BTW, appended is a new update. Hopefully, the majority of bugs were found
and fixed this time.

I dropped the documentation for now, until the code settles down.

Also, I removed the automatic incrementing and decrementing of resume_count
in __pm_runtime_resume() and pm_request_resume().

Description of RPM_NOTIFY is missing (sorry for that). It's set when idle
notification has been scheduled for the device and reset before running
pm_runtime_idle() by the work function.

Comments welcome.

Best,
Rafael

---
From: Rafael J. Wysocki <rjw@xxxxxxx>
Subject: PM: Introduce core framework for run-time PM of I/O devices (rev. 4)

Introduce a core framework for run-time power management of I/O
devices.

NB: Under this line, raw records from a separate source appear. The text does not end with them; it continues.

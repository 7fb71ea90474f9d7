//! # pepver
//!
//! A library for parsing, comparing and updating [PEP 440](https://peps.python.org/pep-0440/)
//! versions.
//!
//! PEP 440 allows many spellings of the same version: `1.0-Alpha_2`, `v1.0.a.2` and `1.0a2` are
//! all the same pre-release. This library accepts all of them, stores them as a structured
//! [`Version`], renders them back in their single canonical form, and orders them the way PEP 440
//! says they should be ordered.
//!
//! ## Examples
//!
//! Parse and normalize a version:
//!
//! ```
//! use pepver::prelude::*;
//!
//! let version = Version::parse("00!1.a-5-11dev.1").unwrap();
//! assert_eq!("0!1a5.post11.dev1", version.to_string());
//! ```
//!
//! Compare versions:
//!
//! ```
//! use pepver::prelude::*;
//!
//! let parse = |s| Version::parse(s).unwrap();
//! assert!(parse("1.0.dev1") < parse("1.0a1"));
//! assert!(parse("1.0rc1") < parse("1.0"));
//! assert!(parse("1.0") < parse("1.0.post1"));
//! assert_eq!(parse("1.0"), parse("1.0.0"));
//! ```
//!
//! Get a next version:
//!
//! ```
//! use pepver::prelude::*;
//!
//! let version = Version::parse("1.2.3rc1").unwrap();
//! assert_eq!("1.3", version.bump(Segment::MINOR).unwrap().to_string());
//! assert_eq!("1.2.3rc2", version.bump(Segment::Pre).unwrap().to_string());
//! assert!(Version::parse("1.0").unwrap().bump(Segment::Pre).is_err());
//! ```
//!
//! ## Important Terms
//!
//! - **Epoch**: A leading `N!` marking a reset of the version numbering. `1!0.1` is newer than
//!   `2024.1`.
//! - **Release**: The dotted numbers forming the main identity of a version, like `1.2.3`.
//! - **Pre-release**: An `a`, `b` or `rc` qualifier marking a version that comes before its
//!   release, like `1.0rc1`.
//! - **Post-release**: A `.postN` qualifier marking a revision published after a release.
//! - **Dev-release**: A `.devN` qualifier marking a development snapshot.
//! - **Local version label**: Build metadata after a `+`, like `1.0+ubuntu.1`. It only breaks ties
//!   when comparing.
//!
//! ## Ordering
//!
//! For the same release, versions sort as:
//!
//! `1.0.dev0 < 1.0a1.dev0 < 1.0a1 < 1.0a1.post1 < 1.0b1 < 1.0rc1 < 1.0 < 1.0+local < 1.0.post1.dev0 < 1.0.post1`
//!
//! Trailing zeros in the release are ignored, so `1.0 == 1.0.0`, even though they display
//! differently.
//!
//! ## Prelude
//!
//! pepver provides a prelude module for convenience. It contains everything needed to interact
//! with the library.
//!
//! Use it with:
//!
//! ```
//! use pepver::prelude::*;
//! ```
#![warn(missing_docs)]

mod error;
mod normalize;
mod ordering;
mod parse;
mod segment;
mod version;

pub use crate::error::{Error, InvalidVersion, ParseError, ParseErrorKind, UpdateError};
pub use crate::ordering::{Rank, SortKey};
pub use crate::segment::Segment;
pub use crate::version::{LocalSegment, Part, Pre, PreKind, Version};

/// A convenience module appropriate for glob imports (`use pepver::prelude::*;`).
pub mod prelude {
    #[doc(no_inline)]
    pub use crate::Error;
    #[doc(no_inline)]
    pub use crate::InvalidVersion;
    #[doc(no_inline)]
    pub use crate::LocalSegment;
    #[doc(no_inline)]
    pub use crate::ParseError;
    #[doc(no_inline)]
    pub use crate::Part;
    #[doc(no_inline)]
    pub use crate::Pre;
    #[doc(no_inline)]
    pub use crate::PreKind;
    #[doc(no_inline)]
    pub use crate::Segment;
    #[doc(no_inline)]
    pub use crate::UpdateError;
    #[doc(no_inline)]
    pub use crate::Version;
}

Add device run-time PM fields to 'struct dev_pm_info'
and device run-time PM callbacks to 'struct dev_pm_ops'. Introduce
a run-time PM workqueue and define some device run-time PM helper
functions at the core level. Document all these things.

Not-yet-signed-off-by: Rafael J. Wysocki <rjw@xxxxxxx>
---
drivers/base/dd.c | 9
drivers/base/power/Makefile | 1
drivers/base/power/main.c | 16
drivers/base/power/power.h | 11
drivers/base/power/runtime.c | 709 +++++++++++++++++++++++++++++++++++++++++++
include/linux/pm.h | 98 +++++
include/linux/pm_runtime.h | 136 ++++++++
kernel/power/Kconfig | 14
kernel/power/main.c | 17 +
9 files changed, 1001 insertions(+), 10 deletions(-)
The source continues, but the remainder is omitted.